/// Escapes characters that would break the one-line `key = value` layout.
///
/// Whitespace at either end is escaped too, since the parser trims lines.
fn escape(text: &str) -> String {
    let chars: Vec<char> = text.chars().collect();
    let lead = chars.iter().take_while(|c| c.is_whitespace()).count();
    let trail = chars[lead..].iter().rev().take_while(|c| c.is_whitespace()).count();
    let body = lead..chars.len() - trail;

    let mut escaped = String::with_capacity(text.len());
    for (i, &c) in chars.iter().enumerate() {
        match c {
            '\\' => escaped.push_str("\\\\"),
            '\n' => escaped.push_str("\\n"),
            '\r' => escaped.push_str("\\r"),
            '\t' => escaped.push_str("\\t"),
            ' ' if !body.contains(&i) => escaped.push_str("\\s"),
            other if other.is_whitespace() && !body.contains(&i) => {
                escaped.push_str(&format!("\\u{{{:x}}}", other as u32))
            }
            other => escaped.push(other),
        }
    }
    escaped
}

fn unescape(text: &str) -> Result<String, ConversionError> {
    let mut unescaped = String::with_capacity(text.len());
    let mut chars = text.chars();
    while let Some(c) = chars.next() {
        if c != '\\' {
            unescaped.push(c);
            continue;
        }
        match chars.next() {
            Some('\\') => unescaped.push('\\'),
            Some('n') => unescaped.push('\n'),
            Some('r') => unescaped.push('\r'),
            Some('t') => unescaped.push('\t'),
            Some('s') => unescaped.push(' '),
            Some('u') => unescaped.push(unescape_code_point(text, &mut chars)?),
            Some(other) => {
                return Err(ConversionError::new(
                    text,
                    "String",
                    format!("unknown escape sequence '\\{other}'"),
                ))
            }
            None => return Err(ConversionError::new(text, "String", "dangling '\\' at end of value")),
        }
    }
    Ok(unescaped)
}

/// Reads the `{hex}` part of a `\u{hex}` escape.
fn unescape_code_point(text: &str, chars: &mut std::str::Chars<'_>) -> Result<char, ConversionError> {
    let invalid = || ConversionError::new(text, "String", "malformed '\\u{..}' escape");
    if chars.next() != Some('{') {
        return Err(invalid());
    }
    let mut hex = String::new();
    loop {
        match chars.next() {
            Some('}') => break,
            Some(digit) if digit.is_ascii_hexdigit() && hex.len() < 6 => hex.push(digit),
            _ => return Err(invalid()),
        }
    }
    u32::from_str_radix(&hex, 16)
        .ok()
        .and_then(char::from_u32)
        .ok_or_else(invalid)
}

/// Declares a fieldless enum usable as a setting value.
///
/// Variants are written to the settings file by name and read back either by
/// name (case-insensitive) or by discriminant. Exactly one variant must carry
/// `#[default]`; it is the zero value used when a declared default cannot be
/// converted.
///
/// ```
/// config_store::setting_enum! {
///     pub enum Difficulty {
///         Easy = 0,
///         #[default]
///         Normal = 1,
///         Hard = 2,
///     }
/// }
/// ```
#[macro_export]
macro_rules! setting_enum {
    (
        $(#[$meta:meta])*
        $vis:vis enum $name:ident {
            $( $(#[$vmeta:meta])* $variant:ident = $value:literal ),+ $(,)?
        }
    ) => {
        $(#[$meta])*
        #[derive(Debug, Clone, Copy, PartialEq, Eq, PartialOrd, Ord, Hash, Default)]
        $vis enum $name {
            $( $(#[$vmeta])* $variant = $value ),+
        }

        impl $crate::SettingValue for $name {
            fn type_name() -> &'static str {
                stringify!($name)
            }

            fn to_config_string(&self) -> String {
                match self {
                    $( Self::$variant => stringify!($variant).to_string() ),+
                }
            }

            fn from_config_str(text: &str) -> Result<Self, $crate::ConversionError> {
                let trimmed = text.trim();
                $(
                    if trimmed.eq_ignore_ascii_case(stringify!($variant)) {
                        return Ok(Self::$variant);
                    }
                )+
                match trimmed.parse::<i64>() {
                    Ok(number) => <Self as $crate::SettingValue>::from_raw(&$crate::RawValue::Int(number)),
                    Err(_) => Err($crate::ConversionError::new(text, stringify!($name), "not a declared variant")),
                }
            }

            fn from_raw(raw: &$crate::RawValue) -> Result<Self, $crate::ConversionError> {
                match raw {
                    $crate::RawValue::Int(number) => {
                        $(
                            if *number == ($value as i64) {
                                return Ok(Self::$variant);
                            }
                        )+
                        Err($crate::ConversionError::new(raw, stringify!($name), "no variant has this discriminant"))
                    }
                    $crate::RawValue::Str(text) => <Self as $crate::SettingValue>::from_config_str(text),
                    other => Err($crate::ConversionError::new(
                        other,
                        stringify!($name),
                        format!("a {} does not name a variant", other.kind()),
                    )),
                }
            }

            fn variant_names() -> Option<&'static [&'static str]> {
                Some(&[$( stringify!($variant) ),+])
            }
        }

        impl From<$name> for $crate::RawValue {
            fn from(value: $name) -> Self {
                $crate::RawValue::Int(value as i64)
            }
        }
    };
}

#[cfg(test)]
mod tests {
    use super::*;

    crate::setting_enum! {
        enum Mode {
            Below = -1,
            #[default]
            Zero = 0,
            One = 1,
        }
    }

    #[test]
    fn test_integer_from_float_rounds() {
        assert_eq!(i32::from_raw(&RawValue::Float(1.5)).unwrap(), 2);
        assert_eq!(i32::from_raw(&RawValue::Float(-2.2)).unwrap(), -2);
        assert!(u8::from_raw(&RawValue::Float(300.0)).is_err());
        assert!(i32::from_raw(&RawValue::Float(f64::NAN)).is_err());
    }

    #[test]
    fn test_integer_range_checks() {
        assert_eq!(u8::from_raw(&RawValue::Int(255)).unwrap(), 255);
        assert!(u8::from_raw(&RawValue::Int(-1)).is_err());
        assert_eq!(i64::from_raw(&RawValue::Str(" 42 ".into())).unwrap(), 42);
    }

    #[test]
    fn test_float_conversions() {
        assert_eq!(f32::from_raw(&RawValue::Int(10)).unwrap(), 10.0);
        assert!(f32::from_raw(&RawValue::Float(1e300)).is_err());
        assert!(f64::from_raw(&RawValue::Bool(true)).is_err());
    }

    #[test]
    fn test_bool_parsing() {
        assert!(bool::from_config_str("TRUE").unwrap());
        assert!(!bool::from_config_str(" false ").unwrap());
        assert!(bool::from_config_str("yes").is_err());
        assert!(bool::from_raw(&RawValue::Int(1)).unwrap());
        assert!(bool::from_raw(&RawValue::Int(2)).is_err());
    }

    #[test]
    fn test_string_escaping() {
        let original = "line one\nline two\t\\end".to_string();
        let text = original.to_config_string();
        assert!(!text.contains('\n'));
        assert_eq!(String::from_config_str(&text).unwrap(), original);
        assert!(String::from_config_str("bad\\q").is_err());
        assert!(String::from_config_str("dangling\\").is_err());
    }

    #[test]
    fn test_string_edge_whitespace_is_escaped() {
        let padded = "  padded value ".to_string();
        let text = padded.to_config_string();
        assert_eq!(text, "\\s\\spadded value\\s");
        assert_eq!(String::from_config_str(&text).unwrap(), padded);

        let nbsp = "\u{a0}x".to_string();
        assert_eq!(nbsp.to_config_string(), "\\u{a0}x");
        assert_eq!(String::from_config_str("\\u{a0}x").unwrap(), nbsp);
        assert_eq!(" ".to_string().to_config_string(), "\\s");
        assert!(String::from_config_str("\\u{zz}").is_err());
        assert!(String::from_config_str("\\u{110000}").is_err());
    }

    #[test]
    fn test_string_accepts_any_raw_value() {
        assert_eq!(String::from_raw(&RawValue::Int(20)).unwrap(), "20");
        assert_eq!(String::from_raw(&RawValue::Bool(false)).unwrap(), "false");
    }

    #[test]
    fn test_char_requires_single_character() {
        assert_eq!(char::from_config_str("x").unwrap(), 'x');
        assert!(char::from_config_str("xy").is_err());
        assert!(char::from_config_str("").is_err());
    }

    #[test]
    fn test_setting_enum() {
        assert_eq!(Mode::default(), Mode::Zero);
        assert_eq!(Mode::Below.to_config_string(), "Below");
        assert_eq!(Mode::from_config_str("one").unwrap(), Mode::One);
        assert_eq!(Mode::from_config_str("-1").unwrap(), Mode::Below);
        assert_eq!(Mode::from_raw(&RawValue::Int(1)).unwrap(), Mode::One);
        assert!(Mode::from_raw(&RawValue::Int(2000)).is_err());
        assert!(Mode::from_raw(&RawValue::Float(1.0)).is_err());
        assert_eq!(Mode::variant_names(), Some(&["Below", "Zero", "One"][..]));
        assert_eq!(RawValue::from(Mode::Below), RawValue::Int(-1));
    }
}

━━━━━━━━━━━━━━━━

### EXERCISE PROMPT
Take the line above containing "other if other.is_whitespace()", the line containing "let mut unescaped", and all lines in between, and copy them exactly without anything else.

### RESPONSE FOR THIS EXERCISE
            other if other.is_whitespace() && !body.contains(&i) => {
                escaped.push_str(&format!("\\u{{{:x}}}", other as u32))
            }
            other => escaped.push(other),
        }
    }
    escaped
}

fn unescape(text: &str) -> Result<String, ConversionError> {
    let mut unescaped = String::with_capacity(text.len());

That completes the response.